**What this task involves**
Beginning with the line that contains "values, more than" in the material below, print each line exactly until the line that contains "an undefined variable" has been printed, then stop.

======== Records supplied ========

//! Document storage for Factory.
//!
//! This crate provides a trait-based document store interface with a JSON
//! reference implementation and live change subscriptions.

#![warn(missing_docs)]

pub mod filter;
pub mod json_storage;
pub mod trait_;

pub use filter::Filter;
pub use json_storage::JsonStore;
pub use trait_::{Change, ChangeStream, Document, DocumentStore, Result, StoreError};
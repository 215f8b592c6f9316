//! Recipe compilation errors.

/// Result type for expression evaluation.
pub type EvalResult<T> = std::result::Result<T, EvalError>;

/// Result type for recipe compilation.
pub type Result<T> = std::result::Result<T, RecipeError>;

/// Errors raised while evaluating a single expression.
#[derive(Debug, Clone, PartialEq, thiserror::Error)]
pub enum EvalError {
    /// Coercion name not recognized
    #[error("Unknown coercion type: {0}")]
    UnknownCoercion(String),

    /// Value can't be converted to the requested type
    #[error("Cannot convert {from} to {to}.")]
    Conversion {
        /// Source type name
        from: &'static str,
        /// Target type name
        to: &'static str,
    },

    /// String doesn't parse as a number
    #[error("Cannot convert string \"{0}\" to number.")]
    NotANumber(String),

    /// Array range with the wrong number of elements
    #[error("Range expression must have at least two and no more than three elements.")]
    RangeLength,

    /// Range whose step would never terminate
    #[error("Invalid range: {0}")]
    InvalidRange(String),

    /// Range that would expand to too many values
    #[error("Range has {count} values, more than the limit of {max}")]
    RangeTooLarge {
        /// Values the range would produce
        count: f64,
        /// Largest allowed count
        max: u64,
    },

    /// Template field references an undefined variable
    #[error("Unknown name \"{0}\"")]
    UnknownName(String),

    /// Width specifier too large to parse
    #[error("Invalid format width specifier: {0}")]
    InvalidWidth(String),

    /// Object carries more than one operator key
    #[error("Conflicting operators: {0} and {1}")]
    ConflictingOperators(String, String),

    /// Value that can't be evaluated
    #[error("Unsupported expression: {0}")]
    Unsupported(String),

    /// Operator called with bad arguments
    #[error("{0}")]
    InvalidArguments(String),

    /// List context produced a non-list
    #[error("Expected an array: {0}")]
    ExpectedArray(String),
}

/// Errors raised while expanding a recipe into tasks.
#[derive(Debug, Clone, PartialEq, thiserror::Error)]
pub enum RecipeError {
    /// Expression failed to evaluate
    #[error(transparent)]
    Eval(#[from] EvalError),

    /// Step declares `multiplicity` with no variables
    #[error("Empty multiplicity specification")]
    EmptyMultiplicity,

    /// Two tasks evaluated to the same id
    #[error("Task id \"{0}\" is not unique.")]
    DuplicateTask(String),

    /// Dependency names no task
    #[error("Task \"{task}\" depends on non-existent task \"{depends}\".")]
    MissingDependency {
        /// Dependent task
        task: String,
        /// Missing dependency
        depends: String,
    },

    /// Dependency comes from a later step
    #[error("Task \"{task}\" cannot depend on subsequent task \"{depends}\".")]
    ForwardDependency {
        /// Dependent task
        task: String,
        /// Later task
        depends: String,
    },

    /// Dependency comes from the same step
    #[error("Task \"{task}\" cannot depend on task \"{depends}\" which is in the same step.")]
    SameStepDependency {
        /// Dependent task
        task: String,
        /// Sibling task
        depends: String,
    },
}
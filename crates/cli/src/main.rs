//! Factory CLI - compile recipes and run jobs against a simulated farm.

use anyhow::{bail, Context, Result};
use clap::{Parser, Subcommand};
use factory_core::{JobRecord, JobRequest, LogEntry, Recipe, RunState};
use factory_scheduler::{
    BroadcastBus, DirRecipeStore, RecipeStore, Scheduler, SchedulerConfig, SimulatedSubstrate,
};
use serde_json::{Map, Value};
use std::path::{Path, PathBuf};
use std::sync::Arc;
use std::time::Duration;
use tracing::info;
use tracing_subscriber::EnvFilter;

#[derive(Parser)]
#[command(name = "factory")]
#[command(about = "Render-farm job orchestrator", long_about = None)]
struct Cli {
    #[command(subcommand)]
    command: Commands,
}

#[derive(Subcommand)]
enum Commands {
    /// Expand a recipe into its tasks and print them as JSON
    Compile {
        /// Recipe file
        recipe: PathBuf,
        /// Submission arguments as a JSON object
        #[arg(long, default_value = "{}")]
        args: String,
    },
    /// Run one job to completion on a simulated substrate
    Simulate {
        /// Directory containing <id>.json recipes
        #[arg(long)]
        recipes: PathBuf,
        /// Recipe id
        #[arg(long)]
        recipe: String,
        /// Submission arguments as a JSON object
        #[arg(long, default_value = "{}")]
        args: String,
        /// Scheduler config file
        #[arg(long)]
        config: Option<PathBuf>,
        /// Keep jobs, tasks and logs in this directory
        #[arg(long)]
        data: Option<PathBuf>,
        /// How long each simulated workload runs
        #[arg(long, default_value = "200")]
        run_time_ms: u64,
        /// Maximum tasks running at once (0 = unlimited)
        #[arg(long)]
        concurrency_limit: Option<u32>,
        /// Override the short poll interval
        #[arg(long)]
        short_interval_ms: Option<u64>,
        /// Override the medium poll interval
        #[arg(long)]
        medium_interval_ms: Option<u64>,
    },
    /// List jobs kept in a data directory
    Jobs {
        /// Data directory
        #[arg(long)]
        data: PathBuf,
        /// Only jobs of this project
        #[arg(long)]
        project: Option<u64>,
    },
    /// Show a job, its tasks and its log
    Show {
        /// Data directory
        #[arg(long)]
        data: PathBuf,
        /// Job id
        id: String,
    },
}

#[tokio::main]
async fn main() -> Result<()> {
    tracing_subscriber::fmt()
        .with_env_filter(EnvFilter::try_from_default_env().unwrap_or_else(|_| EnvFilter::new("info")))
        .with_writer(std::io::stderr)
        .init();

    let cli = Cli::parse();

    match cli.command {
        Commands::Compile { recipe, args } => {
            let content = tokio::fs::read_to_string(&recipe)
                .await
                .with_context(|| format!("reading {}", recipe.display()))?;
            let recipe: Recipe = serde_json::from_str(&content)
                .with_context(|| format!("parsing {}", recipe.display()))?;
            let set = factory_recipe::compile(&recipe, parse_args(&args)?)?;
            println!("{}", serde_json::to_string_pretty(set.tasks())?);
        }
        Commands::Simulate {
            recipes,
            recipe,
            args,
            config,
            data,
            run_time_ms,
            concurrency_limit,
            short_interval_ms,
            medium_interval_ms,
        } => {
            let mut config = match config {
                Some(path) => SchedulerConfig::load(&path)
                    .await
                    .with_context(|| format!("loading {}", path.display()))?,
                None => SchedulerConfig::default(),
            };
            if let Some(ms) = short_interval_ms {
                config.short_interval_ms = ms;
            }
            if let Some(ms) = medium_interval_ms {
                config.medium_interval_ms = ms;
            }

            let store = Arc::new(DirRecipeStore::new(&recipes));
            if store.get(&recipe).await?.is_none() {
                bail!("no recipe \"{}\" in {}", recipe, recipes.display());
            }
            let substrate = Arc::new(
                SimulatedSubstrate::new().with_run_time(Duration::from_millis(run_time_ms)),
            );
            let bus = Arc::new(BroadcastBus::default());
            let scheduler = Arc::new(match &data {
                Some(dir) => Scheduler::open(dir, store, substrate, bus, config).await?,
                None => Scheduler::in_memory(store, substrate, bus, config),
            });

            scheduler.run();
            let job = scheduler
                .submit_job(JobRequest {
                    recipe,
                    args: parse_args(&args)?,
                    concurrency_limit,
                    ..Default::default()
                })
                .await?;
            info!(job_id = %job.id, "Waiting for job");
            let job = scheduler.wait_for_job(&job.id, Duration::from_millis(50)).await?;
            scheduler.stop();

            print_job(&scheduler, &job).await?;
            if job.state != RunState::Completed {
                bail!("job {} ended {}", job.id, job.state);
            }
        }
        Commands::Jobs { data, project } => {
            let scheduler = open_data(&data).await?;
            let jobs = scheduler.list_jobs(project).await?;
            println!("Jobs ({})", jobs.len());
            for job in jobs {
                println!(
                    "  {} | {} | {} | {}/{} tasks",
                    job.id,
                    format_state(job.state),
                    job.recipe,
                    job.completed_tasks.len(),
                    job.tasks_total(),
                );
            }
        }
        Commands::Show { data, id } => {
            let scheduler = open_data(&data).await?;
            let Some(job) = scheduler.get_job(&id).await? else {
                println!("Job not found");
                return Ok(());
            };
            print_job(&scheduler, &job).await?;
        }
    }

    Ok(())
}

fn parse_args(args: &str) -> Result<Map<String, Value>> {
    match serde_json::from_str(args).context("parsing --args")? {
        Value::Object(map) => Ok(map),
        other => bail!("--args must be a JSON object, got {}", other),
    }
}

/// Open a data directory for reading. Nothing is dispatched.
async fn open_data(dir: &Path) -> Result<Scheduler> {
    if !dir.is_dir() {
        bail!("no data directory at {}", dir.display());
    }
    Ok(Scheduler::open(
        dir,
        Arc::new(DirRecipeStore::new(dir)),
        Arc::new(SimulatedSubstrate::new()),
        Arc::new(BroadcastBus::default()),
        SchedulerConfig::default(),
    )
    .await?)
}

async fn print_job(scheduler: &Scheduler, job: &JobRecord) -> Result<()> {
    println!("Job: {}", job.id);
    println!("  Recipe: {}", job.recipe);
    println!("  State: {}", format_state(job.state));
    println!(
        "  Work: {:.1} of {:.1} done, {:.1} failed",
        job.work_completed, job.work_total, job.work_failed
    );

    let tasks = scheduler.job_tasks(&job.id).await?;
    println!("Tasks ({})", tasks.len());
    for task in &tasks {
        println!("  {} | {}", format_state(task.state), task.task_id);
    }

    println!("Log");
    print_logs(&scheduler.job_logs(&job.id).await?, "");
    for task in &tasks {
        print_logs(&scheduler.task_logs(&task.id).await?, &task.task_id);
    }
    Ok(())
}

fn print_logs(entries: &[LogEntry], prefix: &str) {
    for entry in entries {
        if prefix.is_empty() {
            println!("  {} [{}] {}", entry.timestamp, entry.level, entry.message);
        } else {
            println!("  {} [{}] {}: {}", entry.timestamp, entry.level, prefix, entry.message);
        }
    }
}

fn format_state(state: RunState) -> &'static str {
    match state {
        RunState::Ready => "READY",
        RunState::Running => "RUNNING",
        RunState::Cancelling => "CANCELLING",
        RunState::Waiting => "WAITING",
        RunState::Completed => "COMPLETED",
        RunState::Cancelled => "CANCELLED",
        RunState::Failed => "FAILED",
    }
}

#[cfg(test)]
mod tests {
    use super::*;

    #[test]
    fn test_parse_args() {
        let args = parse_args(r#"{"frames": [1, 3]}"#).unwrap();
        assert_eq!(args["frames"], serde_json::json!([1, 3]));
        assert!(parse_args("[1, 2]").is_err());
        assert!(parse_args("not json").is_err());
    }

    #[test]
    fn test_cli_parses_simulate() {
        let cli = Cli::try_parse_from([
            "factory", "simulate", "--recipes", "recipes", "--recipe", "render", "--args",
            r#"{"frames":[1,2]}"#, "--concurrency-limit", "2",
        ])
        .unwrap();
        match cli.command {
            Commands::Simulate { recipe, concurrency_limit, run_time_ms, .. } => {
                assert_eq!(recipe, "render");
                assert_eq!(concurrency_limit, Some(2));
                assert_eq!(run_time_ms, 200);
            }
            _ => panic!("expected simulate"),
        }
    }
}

========

**Written solution**
    #[error("Range has {count} values, more than the limit of {max}")]
    RangeTooLarge {
        /// Values the range would produce
        count: f64,
        /// Largest allowed count
        max: u64,
    },

    /// Template field references an undefined variable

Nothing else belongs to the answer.